Nous apprenions récemment la vente des terres agricoles des Soeurs de la Charité, dans le secteur de Beauport de la ville de Québec, à la Fondation Jules-Dallaire, créée par le promoteur immobilier du même nom, du groupe Cominar. Quelque 200 hectares (22 millions de pieds carrés) de terre fertile d’un seul tenant, cultivés depuis des générations et figurant parmi les derniers espaces cultivables dans l’agglomération de Québec.

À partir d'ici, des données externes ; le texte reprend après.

//! CSV export of an assembled report.

use std::fs::{self, File};
use std::io::BufWriter;
use std::path::{Path, PathBuf};

use campaign_report_core::{NewsletterCategory, ReportTable};
use chrono::NaiveDate;
use csv::WriterBuilder;
use thiserror::Error;

const CSV_EXTENSION: &str = ".csv";

/// Errors that can occur while writing a report file.
#[derive(Debug, Error)]
pub enum ExportError {
    #[error("Failed to write {}: {source}", path.display())]
    Io {
        path: PathBuf,
        source: std::io::Error,
    },
    #[error("Failed to write CSV: {0}")]
    Csv(#[from] csv::Error),
}

/// Append `.csv` unless the name already ends with it.
#[must_use]
pub fn normalize_filename(name: &str) -> String {
    if name.ends_with(CSV_EXTENSION) {
        name.to_string()
    } else {
        format!("{name}{CSV_EXTENSION}")
    }
}

/// `<advertiser>-<newsletter>-<YYYY-MM-DD>.csv`, or without the advertiser
/// part when none was given. Path separators in either name become `_`.
#[must_use]
pub fn default_filename(
    advertiser: Option<&str>,
    category: &NewsletterCategory,
    date: NaiveDate,
) -> String {
    let date = date.format("%Y-%m-%d");
    let category = file_component(&category.to_string());
    match advertiser.filter(|a| !a.is_empty()) {
        Some(advertiser) => format!(
            "{}-{category}-{date}{CSV_EXTENSION}",
            file_component(advertiser)
        ),
        None => format!("{category}-{date}{CSV_EXTENSION}"),
    }
}

fn file_component(name: &str) -> String {
    name.replace(['/', '\\'], "_")
}

/// Write `table` to `dir/filename`, creating `dir` if needed.
///
/// # Errors
///
/// Returns `ExportError` if the directory or file cannot be created or a
/// record cannot be written.
pub fn write_report(table: &ReportTable, dir: &Path, filename: &str) -> Result<PathBuf, ExportError> {
    fs::create_dir_all(dir).map_err(|source| ExportError::Io {
        path: dir.to_path_buf(),
        source,
    })?;

    let path = dir.join(filename);
    let file = File::create(&path).map_err(|source| ExportError::Io {
        path: path.clone(),
        source,
    })?;

    let mut writer = WriterBuilder::new().from_writer(BufWriter::new(file));
    for record in table.records() {
        writer.write_record(record)?;
    }
    writer.flush().map_err(|source| ExportError::Io {
        path: path.clone(),
        source,
    })?;

    Ok(path)
}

Payé 39 millions de dollars par la Fondation, ce patrimoine agricole est destiné à un développement domiciliaire de 6500 logements, soit de 15 000 à 20 000 habitants. « En pratique, c’est quasiment la ville de Charny », fait savoir Michel Dallaire, vice-président de la Fondation.

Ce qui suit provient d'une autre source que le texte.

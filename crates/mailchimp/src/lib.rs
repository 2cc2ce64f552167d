//! Campaign Report Mailchimp - Provider client and report pipeline.
//!
//! Talks to the Mailchimp Marketing API v3 over plain REST:
//! - `GET /campaigns` filtered by send time
//! - `GET /reports/{campaign_id}/click-details`
//!
//! # Architecture
//!
//! Network access goes through the [`Transport`] trait. [`MailchimpClient`]
//! implements it with reqwest; everything above it (pagination, backoff,
//! click analysis and the pipeline) is generic over the transport and never
//! returns transport errors to the caller. Failures are logged and end the
//! affected fetch early.
//!
//! # Modules
//!
//! - [`config`] - Environment configuration and data-center derivation
//! - [`client`] - HTTP adapter
//! - [`fetch`] - Offset pagination with rate-limit backoff
//! - [`campaigns`] - Campaign listing for a date range
//! - [`clicks`] - Per-campaign click analysis
//! - [`pipeline`] - The end-to-end report run

#![cfg_attr(not(test), forbid(unsafe_code))]

pub mod campaigns;
pub mod clicks;
pub mod client;
pub mod config;
mod error;
pub mod fetch;
pub mod pipeline;

pub use campaigns::fetch_campaigns;
pub use clicks::{ClickAnalysis, analyze_clicks};
pub use client::{ApiReply, MailchimpClient, Transport};
pub use config::{ConfigError, MailchimpConfig};
pub use error::MailchimpError;
pub use fetch::{FetchOutcome, Fetched, ListRequest, OnFailure, RetryBudget, fetch_all};
pub use pipeline::{
    NoDataReason, PipelineStage, Report, ReportOutcome, ReportRequest, RunCounts, run_report,
};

Ce projet est qualifié de « philanthropique » par le promoteur. La supérieure des Soeurs de la Charité, soeur Carmelle Landry, affirme que, sur les 150 millions de profits que prévoit générer la Fondation Dallaire avec le développement résidentiel, « 50 % iront à cette fondation et 50 % à la nôtre pour les pauvres », précise-t-elle. Voilà de bien nobles motivations à la source de cette transaction, que nous ne voulons pas remettre en cause ici, d’autant plus que la communauté « n’a jamais eu de demande de personnes intéressées à développer ces terres-là au niveau de l’agriculture », de l’aveu de la soeur supérieure.

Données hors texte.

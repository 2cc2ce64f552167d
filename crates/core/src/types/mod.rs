//! Core types for the campaign report.
//!
//! This module provides typed records for the provider's JSON payloads and
//! the date range used to query them.

pub mod campaign;
pub mod click;
pub mod date_range;
pub mod id;
pub mod page;

pub use campaign::{Campaign, CampaignPage, CampaignSettings, ReportSummary};
pub use click::{ClickDetailsPage, ClickRecord};
pub use date_range::{DateRange, DateRangeError};
pub use id::CampaignId;
pub use page::ListPage;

Ce qui choque, c’est précisément le désintéressement avoué des autorités de la ville de Québec à l’égard de ce précieux patrimoine ; le désintéressement et le manque d’imagination pour y maintenir une vocation agricole. Le maire de la capitale nationale, Régis Labeaume, instigateur et promoteur d’un temple du divertissement au coût de 400 millions de dollars, n’a porté aucune attention au joyau que représentait cet espace pour une agriculture urbaine associée à des fonctions récréatives, écologiques et pédagogiques. L’administration Labeaume aura raté une occasion exceptionnelle et inespérée de doter la capitale d’un legs pour les générations futures, un legs qui aurait été représentatif de l’adhésion du pouvoir local aux principes du développement durable. On aura fait plutôt le choix de la croissance et de la densification urbaines, des briques et du béton.

Sécurité alimentaire

Monsieur Labeaume, l’agriculture urbaine n’est pas une fantaisie de « granolas ». Partout dans les grandes villes en Occident, on encourage une agriculture urbaine en faisant mousser notamment les toits verts, les jardins communautaires, les parterres légumiers, les jardinets de fines herbes et les ruches bourdonnantes sur les toits des grands hôtels, les cultures maraîchères en périphérie des espaces bâtis, voire des clapiers et des poulaillers dans les cours arrière des résidences. Des efforts soutenus par une réflexion philosophique et des avancées scientifiques et techniques sont déployés pour favoriser l’intégration de la production agricole en milieu urbain. L’agriculture urbaine est d’ailleurs une des solutions recommandées par l’ONU pour faire face aux besoins de sécurité alimentaire dans les villes. Cette pratique est déjà valorisée non seulement à New York, Boston, Chicago, Paris, Berlin, Vancouver, Toronto, mais à Québec et à Montréal. On pense ici aux Fermes Lufa, construites sur les toits des immeubles de la métropole, et à la production de miel sur les toits du Château Frontenac.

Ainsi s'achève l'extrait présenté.